Another youngster set on embracing heedfulness when it comes to dating is 22-year-old Ellen, whose 2024 reinvigorated approach is all centred on “mindful attentiveness.” She explains, “I’m taking dating very seriously this year and just seeing what happens. I have the mindset that if I go on a date, it’s for dating’s sake. I only hope to see them again, rather than looking for anything superficial.” This year Ellen makes it crystal clear that hook-ups are not on her agenda, steering clear of one-night stands as she has noticed a flurry of wrong intentions displayed loud and clear on dating apps. “There’s lots of users that have the tendency to be very outspoken with their intentions, which completely puts me off using the app,” she relays.

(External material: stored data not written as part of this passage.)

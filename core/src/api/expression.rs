//! Compiled dexpr expressions.

use std::fmt;
use std::sync::Arc;

use super::{Bindings, FunctionRegistry};
use crate::errors::{ErrorKind, ExprError};
use crate::evaluator;
use crate::parser::Expr;
use crate::values::Literal;

/// A compiled expression ready for evaluation.
///
/// Owns the source text verbatim and the parsed tree. Neither changes after
/// compilation, so a compiled expression can be evaluated any number of
/// times, concurrently, with different bindings.
///
/// # Example
///
/// ```
/// use dexpr_core::{Bindings, Literal};
///
/// let expr = dexpr_core::compile("a > 3 && b == \"x\"").unwrap();
///
/// let mut vars = Bindings::new();
/// vars.insert("a".to_string(), Literal::Int(4));
/// vars.insert("b".to_string(), Literal::from("x"));
/// assert_eq!(expr.evaluate_bool(&vars), Ok(true));
///
/// vars.insert("a".to_string(), Literal::from("2"));
/// assert_eq!(expr.evaluate_bool(&vars), Ok(false));
///
/// assert_eq!(expr.to_string(), "a > 3 && b == \"x\"");
/// ```
#[derive(Debug, Clone)]
pub struct CompiledExpression {
    source: String,
    expr: Expr,
    functions: Arc<FunctionRegistry>,
}

impl CompiledExpression {
    /// This is called internally by `Engine::compile()`.
    pub(crate) fn new(source: String, expr: Expr, functions: Arc<FunctionRegistry>) -> Self {
        Self {
            source,
            expr,
            functions,
        }
    }

    /// Evaluate the expression against `vars`.
    ///
    /// A failure is returned as data. Use `Literal::from` on the error to
    /// fold it into an error-carrying literal.
    pub fn evaluate(&self, vars: &Bindings) -> Result<Literal, ExprError> {
        evaluator::eval(&self.source, &self.expr, vars, &self.functions)
    }

    /// Evaluate the expression, requiring a boolean result.
    pub fn evaluate_bool(&self, vars: &Bindings) -> Result<bool, ExprError> {
        match self.evaluate(vars)? {
            Literal::Bool(b) => Ok(b),
            _ => Err(ExprError::new(&self.source, ErrorKind::IncompatibleTypes)
                .with_span(self.expr.span().clone())),
        }
    }

    /// The original source text, unmodified.
    pub fn source(&self) -> &str {
        &self.source
    }

    /// The parsed expression tree.
    pub fn ast(&self) -> &Expr {
        &self.expr
    }
}

impl fmt::Display for CompiledExpression {
    fn fmt(&self, f: &mut fmt::Formatter<'_>) -> fmt::Result {
        f.write_str(&self.source)
    }
}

If Gen Z continue their palpable shift towards intentionality and authenticity, it could make strides towards dismantling the casual hook-up culture rife in today’s society. Yet it could be argued that being so plainspoken when it comes to voicing their dating wants, is not so plain sailing for other Gen Z’s. Spending the ‘best years of their life’ couped up inside the four walls of their houses during COVID, the effect it’s had on their dating confidence is hefty. It’s reported that 44% of Gen Z daters have little to no dating experience, with an overarching 95% worrying about rejection.


Yet it seems like Gen Z are on the road to changing those statistics. While Hinge reports many Gen Z grappling insecurities when it comes to dating, Hinge also report more hopeful statistics. From Gen Z daters being 30% more likely than millennials to believe there’s a soulmate for each person to considering themselves 39% more romantically idealistic, it’s clear Gen Z are on the path to self-discovery, dismantling the outdated dating scripts with newfound clarity.


Like Aliona and Ellen, Gen Z are putting themselves first. They know what they want, and they’re unapologetic about it. Yes, they may have to navigate the choppy waters of romance to find their perfect match but, to them, it’s worth it. As Leo succinctly puts it, “We know what we want. And we’ll endure our fair share of awkward dinners until we find it.”